- Education: Central High School; Princeton University; Harvard Medical School;
- Occupation: Professor of medicine
- Medical career
- Field: Medicine
- Institutions: Johns Hopkins University School of Medicine; University of California, San Francisco; Zuckerberg San Francisco General Hospital and Trauma Center;
- Research: Kidney disease; Cardiovascular disease; Health disparities;

= Neil R. Powe =

American professor of medicine

Neil R. Powe is an American professor of medicine at the University of California, San Francisco and the chief of medicine at the Zuckerberg San Francisco General Hospital and Trauma Center. Previously he was professor of medicine at the Johns Hopkins University School of Medicine. His research has mainly related to kidney disease, cardiovascular disease and health disparities.

== Biography ==
Neil R. Powe attended Central High School and is an alumnus in the school's Hall of Fame. He earned a bachelor's degree in biochemistry from Princeton University, a medical degree at Harvard Medical School and a master’s in public health at Harvard School of Public Health. He completed residency in internal medicine, was a Robert Wood Johnson Clinical Scholar and completed a master’s in business administration at the University of Pennsylvania.

In 1986 Powe joined the faculty of Johns Hopkins University School of Medicine and the Bloomberg School of Public Health, where he became the James F. Fries University distinguished professor.
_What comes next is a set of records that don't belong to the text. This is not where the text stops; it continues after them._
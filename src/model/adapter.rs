//! Uniform call contract around a [`Classifier`]: the model runs on the blocking pool, bounded by
//! an optional timeout, and its class id is checked against the known labels.
//!
//! At most one model call is in flight per adapter (clones share the slot). A call abandoned by
//! its timeout keeps the slot until the model returns, so a hung model holds one blocking thread
//! and later packets time out waiting for the slot instead of stacking more threads behind it.

use super::{Classifier, Label};
use crate::error::{Result, SensorError};
use crate::features::FeatureVector;
use std::sync::Arc;
use std::time::Duration;
use tokio::sync::Semaphore;

#[derive(Clone)]
pub struct ClassifierAdapter {
    model: Arc<dyn Classifier>,
    timeout: Option<Duration>,
    in_flight: Arc<Semaphore>,
}

impl ClassifierAdapter {
    pub fn new(model: Arc<dyn Classifier>, timeout: Option<Duration>) -> Self {
        Self {
            model,
            timeout,
            in_flight: Arc::new(Semaphore::new(1)),
        }
    }

    pub fn timeout(&self) -> Option<Duration> {
        self.timeout
    }

    /// Classify one vector. The timeout covers waiting for the model slot and the call itself.
    /// A timed-out call is abandoned, not cancelled: the blocking thread finishes on its own and
    /// its answer is discarded.
    pub async fn classify(&self, features: FeatureVector) -> Result<Label> {
        let call = self.call(features);
        let class_id = match self.timeout {
            Some(limit) => tokio::time::timeout(limit, call)
                .await
                .map_err(|_| SensorError::InferenceTimeout(limit))??,
            None => call.await?,
        };
        Label::from_class_id(class_id)
            .ok_or_else(|| SensorError::InferenceError(format!("unknown class id {}", class_id)))
    }

    async fn call(&self, features: FeatureVector) -> Result<i64> {
        let permit = Arc::clone(&self.in_flight)
            .acquire_owned()
            .await
            .map_err(|e| SensorError::InferenceError(format!("model slot closed: {}", e)))?;
        let model = Arc::clone(&self.model);
        tokio::task::spawn_blocking(move || {
            let _slot = permit;
            model.predict(&features)
        })
        .await
        .map_err(|e| SensorError::InferenceError(format!("model call aborted: {}", e)))?
    }
}

#[cfg(test)]
mod tests {
    use super::*;

    fn by_length(fv: &FeatureVector) -> Result<i64> {
        Ok(if fv.length() < 100.0 { 0 } else { 2 })
    }

    fn vector(length: f32) -> FeatureVector {
        FeatureVector {
            values: [length, 6.0, 1.0, 1.0],
        }
    }

    #[tokio::test]
    async fn maps_class_id_to_label() {
        let adapter = ClassifierAdapter::new(Arc::new(by_length), Some(Duration::from_secs(1)));
        assert_eq!(adapter.classify(vector(50.0)).await.unwrap(), Label::Benign);
        assert_eq!(adapter.classify(vector(1500.0)).await.unwrap(), Label::Dos);
    }

    #[tokio::test]
    async fn model_error_is_an_inference_error() {
        let failing = |_: &FeatureVector| -> Result<i64> {
            Err(SensorError::InferenceError("bad input".into()))
        };
        let adapter = ClassifierAdapter::new(Arc::new(failing), None);
        let err = adapter.classify(vector(1.0)).await.unwrap_err();
        assert!(matches!(err, SensorError::InferenceError(_)));
    }

    #[tokio::test]
    async fn unknown_class_is_an_inference_error() {
        let adapter = ClassifierAdapter::new(Arc::new(|_: &FeatureVector| -> Result<i64> { Ok(9) }), None);
        let err = adapter.classify(vector(1.0)).await.unwrap_err();
        assert!(matches!(err, SensorError::InferenceError(m) if m.contains("9")));
    }

    #[tokio::test]
    async fn panicking_model_does_not_escape() {
        let adapter = ClassifierAdapter::new(
            Arc::new(|_: &FeatureVector| -> Result<i64> { panic!("model blew up") }),
            None,
        );
        assert!(matches!(
            adapter.classify(vector(1.0)).await,
            Err(SensorError::InferenceError(_))
        ));
    }

    #[tokio::test]
    async fn slow_model_times_out() {
        let slow = |_: &FeatureVector| -> Result<i64> {
            std::thread::sleep(Duration::from_millis(300));
            Ok(0)
        };
        let adapter = ClassifierAdapter::new(Arc::new(slow), Some(Duration::from_millis(20)));
        let err = adapter.classify(vector(1.0)).await.unwrap_err();
        assert!(matches!(err, SensorError::InferenceTimeout(d) if d == Duration::from_millis(20)));
    }

    #[tokio::test]
    async fn hung_call_does_not_back_up_later_calls() {
        use std::sync::atomic::{AtomicUsize, Ordering};

        let started = Arc::new(AtomicUsize::new(0));
        let counter = Arc::clone(&started);
        let hangs_once = move |_: &FeatureVector| -> Result<i64> {
            if counter.fetch_add(1, Ordering::SeqCst) == 0 {
                std::thread::sleep(Duration::from_millis(300));
            }
            Ok(0)
        };
        let adapter = ClassifierAdapter::new(Arc::new(hangs_once), Some(Duration::from_millis(50)));

        assert!(matches!(
            adapter.classify(vector(1.0)).await,
            Err(SensorError::InferenceTimeout(_))
        ));
        // still hung: this one times out waiting for the slot without reaching the model
        assert!(matches!(
            adapter.classify(vector(1.0)).await,
            Err(SensorError::InferenceTimeout(_))
        ));
        assert_eq!(started.load(Ordering::SeqCst), 1);

        tokio::time::sleep(Duration::from_millis(500)).await;
        for _ in 0..5 {
            assert_eq!(adapter.classify(vector(1.0)).await.unwrap(), Label::Benign);
        }
        assert_eq!(started.load(Ordering::SeqCst), 6);
    }
}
In 2009, he joined the University of California San Francisco. He leads the University of California San Francisco Medicine Service at the Priscilla Chan and Mark Zuckerberg San Francisco General Hospital. In 2020, he co-authored a paper on the implications of removing race adjustment in kidney function calculations. In 2022, he received a Heros and Heart award from the San Francisco General Foundation for his work on health equity. In 2024, he was named by Time100Health as one of the most influential people in health.

== Awards and honors ==
- Fellow in the American Association for the Advancement of Science
- Diversity Award - Association of Professors of Medicine
- John M. Eisenberg Award for Career Achievement in Research - Society of General Internal Medicine
- Distinguished Educator Award - Association for Clinical Research Training
- Belding Scribner Award - American Society of Nephrology

==Selected publications==
- Gross, Cary P. (1999). "The relation between funding by the National Institutes of Health and the burden of disease" (Co-author)
- Garg, Pushkal P. (1999). "Effect of the ownership of dialysis facilities on patients' survival and referral for transplantation" (Co-author)
- Thiemann, David R. (1999). "The association between hospital volume and survival after acute myocardial infarction in elderly patients" (Co-author)
- Diao, J. A. (2021). "Clinical Implications of Removing Race From Estimates of Kidney Function" (Co-author)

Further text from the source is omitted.